Available data.
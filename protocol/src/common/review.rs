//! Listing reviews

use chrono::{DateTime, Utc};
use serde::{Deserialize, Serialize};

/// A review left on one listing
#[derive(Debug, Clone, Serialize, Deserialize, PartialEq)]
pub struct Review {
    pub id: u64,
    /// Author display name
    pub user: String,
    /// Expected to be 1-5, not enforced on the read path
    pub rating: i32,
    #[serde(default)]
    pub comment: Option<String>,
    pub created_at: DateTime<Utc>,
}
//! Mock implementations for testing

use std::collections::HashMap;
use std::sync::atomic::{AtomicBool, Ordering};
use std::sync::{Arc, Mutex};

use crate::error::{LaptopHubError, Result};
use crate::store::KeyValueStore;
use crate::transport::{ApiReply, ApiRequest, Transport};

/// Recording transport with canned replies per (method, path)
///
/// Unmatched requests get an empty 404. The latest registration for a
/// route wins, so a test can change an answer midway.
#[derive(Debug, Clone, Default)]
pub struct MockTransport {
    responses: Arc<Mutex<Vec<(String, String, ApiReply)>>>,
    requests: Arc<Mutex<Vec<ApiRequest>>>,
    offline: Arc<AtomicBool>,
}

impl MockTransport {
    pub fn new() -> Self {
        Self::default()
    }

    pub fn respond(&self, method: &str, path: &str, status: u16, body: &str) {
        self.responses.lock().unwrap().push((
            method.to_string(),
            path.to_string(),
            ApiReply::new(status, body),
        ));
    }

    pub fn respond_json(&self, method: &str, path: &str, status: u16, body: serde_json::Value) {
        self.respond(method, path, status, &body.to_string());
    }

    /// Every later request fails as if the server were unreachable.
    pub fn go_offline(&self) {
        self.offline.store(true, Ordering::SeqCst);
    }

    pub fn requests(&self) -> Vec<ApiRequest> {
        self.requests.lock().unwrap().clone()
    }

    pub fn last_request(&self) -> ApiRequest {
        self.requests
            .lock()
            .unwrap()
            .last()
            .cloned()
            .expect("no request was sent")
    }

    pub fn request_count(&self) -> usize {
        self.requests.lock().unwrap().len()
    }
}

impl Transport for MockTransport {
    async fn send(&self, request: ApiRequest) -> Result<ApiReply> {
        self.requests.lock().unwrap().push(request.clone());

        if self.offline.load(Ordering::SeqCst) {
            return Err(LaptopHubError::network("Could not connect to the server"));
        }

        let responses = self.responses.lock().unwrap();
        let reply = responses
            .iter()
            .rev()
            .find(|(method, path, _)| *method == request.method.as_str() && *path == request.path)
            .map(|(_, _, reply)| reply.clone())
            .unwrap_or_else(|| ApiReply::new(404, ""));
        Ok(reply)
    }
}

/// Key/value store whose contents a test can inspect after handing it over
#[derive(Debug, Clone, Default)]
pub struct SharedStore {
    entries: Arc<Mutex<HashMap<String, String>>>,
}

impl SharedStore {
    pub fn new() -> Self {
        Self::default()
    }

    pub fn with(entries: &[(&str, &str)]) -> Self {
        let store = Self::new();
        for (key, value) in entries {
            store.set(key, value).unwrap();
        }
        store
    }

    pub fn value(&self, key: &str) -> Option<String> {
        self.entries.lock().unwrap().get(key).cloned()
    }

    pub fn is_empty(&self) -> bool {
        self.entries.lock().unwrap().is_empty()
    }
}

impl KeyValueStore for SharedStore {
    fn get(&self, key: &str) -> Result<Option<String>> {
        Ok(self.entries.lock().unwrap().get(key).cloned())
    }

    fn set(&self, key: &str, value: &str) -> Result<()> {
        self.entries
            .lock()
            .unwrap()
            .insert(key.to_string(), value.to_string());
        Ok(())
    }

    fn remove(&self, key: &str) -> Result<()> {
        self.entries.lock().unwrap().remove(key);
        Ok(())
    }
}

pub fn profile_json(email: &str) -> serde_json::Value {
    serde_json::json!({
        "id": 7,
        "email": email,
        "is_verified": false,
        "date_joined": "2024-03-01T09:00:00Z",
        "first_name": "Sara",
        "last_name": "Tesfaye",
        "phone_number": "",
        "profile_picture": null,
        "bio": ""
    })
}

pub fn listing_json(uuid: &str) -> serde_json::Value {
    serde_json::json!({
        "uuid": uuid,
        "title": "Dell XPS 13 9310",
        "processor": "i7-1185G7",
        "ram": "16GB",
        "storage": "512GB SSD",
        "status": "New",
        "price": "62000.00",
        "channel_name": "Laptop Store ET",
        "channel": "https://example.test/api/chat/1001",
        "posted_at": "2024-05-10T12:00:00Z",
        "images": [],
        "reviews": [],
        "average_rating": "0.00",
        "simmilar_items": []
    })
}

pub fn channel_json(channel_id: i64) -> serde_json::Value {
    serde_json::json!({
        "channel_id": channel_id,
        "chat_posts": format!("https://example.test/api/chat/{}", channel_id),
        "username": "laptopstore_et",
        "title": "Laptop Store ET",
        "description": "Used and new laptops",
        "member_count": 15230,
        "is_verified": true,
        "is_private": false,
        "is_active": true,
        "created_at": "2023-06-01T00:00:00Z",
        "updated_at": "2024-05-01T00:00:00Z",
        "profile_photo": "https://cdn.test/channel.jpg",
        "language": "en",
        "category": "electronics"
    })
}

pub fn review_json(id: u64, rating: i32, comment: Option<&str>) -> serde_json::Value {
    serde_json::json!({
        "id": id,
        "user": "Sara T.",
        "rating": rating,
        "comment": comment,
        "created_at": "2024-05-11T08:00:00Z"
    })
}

Instructions to follow. Wherever the string "email" appears in the entries, copy that line.

The answer.
pub fn profile_json(email: &str) -> serde_json::Value {
        "email": email,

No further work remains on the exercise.